__Problem requirements__:
Nothing but the lines from the one containing "fn description(&self) ->" through the final line of the data should be repeated, and each must be exact.

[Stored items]
_ _ _ _ _
//! Data model for the ORF scanner.
//!
//! This module contains the data structures shared by the reader, the
//! scanner and the report:
//! - Sequences and the ordered collection read from a FASTA file
//! - ORF hits located inside a sequence

use std::collections::HashMap;
use std::ops::Range;

/// Represents a single sequence with its identifier and data.
#[derive(Debug, Clone, PartialEq, Eq)]
pub struct Sequence {
    /// The sequence identifier (from FASTA header, without '>')
    pub id: String,
    /// The nucleotide data, case preserved
    pub data: String,
}

impl Sequence {
    /// Creates a new sequence.
    pub fn new(id: impl Into<String>, data: impl Into<String>) -> Self {
        Self {
            id: id.into(),
            data: data.into(),
        }
    }

    /// Returns the length of the sequence.
    pub fn len(&self) -> usize {
        self.data.len()
    }

    /// Returns true if the sequence is empty.
    pub fn is_empty(&self) -> bool {
        self.data.is_empty()
    }
}

/// Sequences in file order, addressable by identifier.
///
/// Inserting an identifier that is already present replaces its data but
/// keeps the entry at its original position.
#[derive(Debug, Clone, Default)]
pub struct SequenceCollection {
    sequences: Vec<Sequence>,
    positions: HashMap<String, usize>,
}

impl SequenceCollection {
    /// Creates an empty collection.
    pub fn new() -> Self {
        Self::default()
    }

    /// Inserts a sequence, returning the data it replaced if the identifier
    /// was already present.
    pub fn insert(&mut self, sequence: Sequence) -> Option<String> {
        match self.positions.get(&sequence.id) {
            Some(&pos) => Some(std::mem::replace(
                &mut self.sequences[pos].data,
                sequence.data,
            )),
            None => {
                self.positions
                    .insert(sequence.id.clone(), self.sequences.len());
                self.sequences.push(sequence);
                None
            }
        }
    }

    /// Returns the number of sequences.
    pub fn sequence_count(&self) -> usize {
        self.sequences.len()
    }

    /// Returns true if the collection is empty.
    pub fn is_empty(&self) -> bool {
        self.sequences.is_empty()
    }

    /// Gets a sequence by position.
    pub fn get(&self, index: usize) -> Option<&Sequence> {
        self.sequences.get(index)
    }

    /// Gets a sequence by identifier.
    pub fn get_by_id(&self, id: &str) -> Option<&Sequence> {
        self.positions.get(id).map(|&pos| &self.sequences[pos])
    }

    /// Iterates over sequences in insertion order.
    pub fn iter(&self) -> std::slice::Iter<'_, Sequence> {
        self.sequences.iter()
    }
}

impl<'a> IntoIterator for &'a SequenceCollection {
    type Item = &'a Sequence;
    type IntoIter = std::slice::Iter<'a, Sequence>;

    fn into_iter(self) -> Self::IntoIter {
        self.iter()
    }
}

impl FromIterator<Sequence> for SequenceCollection {
    fn from_iter<I: IntoIterator<Item = Sequence>>(iter: I) -> Self {
        let mut collection = Self::new();
        for sequence in iter {
            collection.insert(sequence);
        }
        collection
    }
}

/// An open reading frame found in a sequence.
///
/// `start..end` is the half-open span in the source sequence: `start` is the
/// first base of the start codon, `end` is one past the last base of the
/// stop codon.
#[derive(Debug, Clone, PartialEq, Eq)]
pub struct OrfHit {
    /// The ORF nucleotides, start and stop codons included
    pub sequence: String,
    pub start: usize,
    pub end: usize,
}

impl OrfHit {
    /// Creates a hit covering `range` of `source`.
    ///
    /// `range` must lie on character boundaries of `source`.
    pub fn from_range(source: &str, range: Range<usize>) -> Self {
        Self {
            sequence: source[range.clone()].to_string(),
            start: range.start,
            end: range.end,
        }
    }

    /// Number of nucleotides in the ORF.
    pub fn len(&self) -> usize {
        self.sequence.len()
    }

    pub fn is_empty(&self) -> bool {
        self.sequence.is_empty()
    }

    /// Returns the `(start, end)` pair.
    pub fn span(&self) -> (usize, usize) {
        (self.start, self.end)
    }
}
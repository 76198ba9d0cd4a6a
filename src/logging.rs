//! Tracing initialization.

use std::sync::Once;

use tracing_subscriber::{fmt, prelude::*, EnvFilter};

static INIT: Once = Once::new();

/// Environment variable holding a tracing filter, e.g. `ORFSCAN_LOG=orfscan=debug`.
pub const LOG_ENV: &str = "ORFSCAN_LOG";

/// Initialize the tracing subscriber.
///
/// Logs go to stderr so stdout only carries the report. `ORFSCAN_LOG`
/// takes precedence; otherwise the level is `orfscan=debug` when `verbose`
/// is set and `orfscan=warn` if not.
///
/// Calling this more than once is a no-op.
pub fn init_tracing(verbose: bool) {
    INIT.call_once(|| {
        let default = if verbose { "orfscan=debug" } else { "orfscan=warn" };
        let filter = EnvFilter::try_from_env(LOG_ENV).unwrap_or_else(|_| EnvFilter::new(default));

        tracing_subscriber::registry()
            .with(fmt::layer().with_writer(std::io::stderr).with_target(false))
            .with(filter)
            .init();
    });
}
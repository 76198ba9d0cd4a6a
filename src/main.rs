//! orfscan - Longest open reading frame finder.
//!
//! ## Usage
//!
//! ```bash
//! orfscan <fasta_file>
//! orfscan --print-length <fasta_file>
//! orfscan -o report.txt <fasta_file>
//! ```
//!
//! Set `ORFSCAN_LOG` (e.g. `ORFSCAN_LOG=orfscan=debug`) to control logging.

// Use jemalloc for better memory management (returns memory to OS)
#[cfg(not(windows))]
#[global_allocator]
static GLOBAL: tikv_jemallocator::Jemalloc = tikv_jemallocator::Jemalloc;

use std::fs::File;
use std::io::{self, BufWriter, Write};
use std::path::PathBuf;

use anyhow::{Context, Result};
use clap::Parser;
use tracing::info;

use orfscan::fasta::read_fasta_file;
use orfscan::logging::init_tracing;
use orfscan::report::OrfReport;

/// Find the longest open reading frame (ATG ... TAG/TGA/TAA) of every
/// sequence in a FASTA file.
#[derive(Parser, Debug)]
#[command(author, version, about, long_about = None)]
struct Args {
    /// Path to the FASTA file
    file: PathBuf,

    /// Print the length of the found ORFs
    #[arg(short = 'l', long = "print-length", alias = "print_length")]
    print_length: bool,

    /// Output file. Use "-" for stdout.
    #[arg(short = 'o', long = "output", default_value = "-")]
    output: String,

    /// Enable debug logging on stderr
    #[arg(short = 'v', long = "verbose")]
    verbose: bool,
}

fn main() -> Result<()> {
    let args = Args::parse();
    init_tracing(args.verbose);

    let sequences = read_fasta_file(&args.file)
        .with_context(|| format!("Cannot read {}", args.file.display()))?;
    info!(
        path = %args.file.display(),
        sequences = sequences.sequence_count(),
        "loaded sequences"
    );

    let report = OrfReport::from_collection(&sequences);

    if args.output == "-" {
        let stdout = io::stdout();
        let mut handle = stdout.lock();
        report.write_to(&mut handle, args.print_length)?;
        handle.flush()?;
    } else {
        let file = File::create(&args.output)
            .with_context(|| format!("Cannot create output file {}", args.output))?;
        let mut writer = BufWriter::new(file);
        report.write_to(&mut writer, args.print_length)?;
        writer.flush()?;
        eprintln!(
            "Wrote {} ORF results to {}",
            report.results().len(),
            args.output
        );
    }

    Ok(())
}
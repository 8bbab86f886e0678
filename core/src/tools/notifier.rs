use anyhow::Result;
use async_trait::async_trait;
use serde_json::json;
use tracing::{info, warn};

use super::Tool;

pub const NOT_CONFIGURED: &str = "❌ Slack webhook not configured.";

/// Posts agent messages to a Slack incoming webhook.
pub struct NotifySlack {
    http: reqwest::Client,
    webhook_url: Option<String>,
}

impl NotifySlack {
    pub fn new(http: reqwest::Client, webhook_url: Option<String>) -> Self {
        if webhook_url.is_none() {
            warn!("SLACK_WEBHOOK_URL not set; NotifySlack will not send anything");
        }
        Self { http, webhook_url }
    }

    /// Send `message` once. A non-2xx status is reported in the returned
    /// text; transport errors are returned as `Err`.
    pub async fn notify(&self, message: &str) -> Result<String> {
        let Some(url) = self.webhook_url.as_deref() else {
            return Ok(NOT_CONFIGURED.to_string());
        };

        let payload = json!({ "text": message, "mrkdwn": true });
        let response = self.http.post(url).json(&payload).send().await?;
        let status = response.status().as_u16();

        info!("Slack webhook answered {}", status);
        Ok(format!("✅ Sent to Slack: {}", status))
    }
}

#[async_trait]
impl Tool for NotifySlack {
    fn name(&self) -> &str {
        "NotifySlack"
    }

    fn description(&self) -> &str {
        "Send a message to Slack via webhook"
    }

    async fn invoke(&self, input: &str) -> Result<String> {
        self.notify(input).await
    }
}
_ _ _ _ _
__Solution__:
    fn description(&self) -> &str {
        "Send a message to Slack via webhook"
    }

    async fn invoke(&self, input: &str) -> Result<String> {
        self.notify(input).await
    }
}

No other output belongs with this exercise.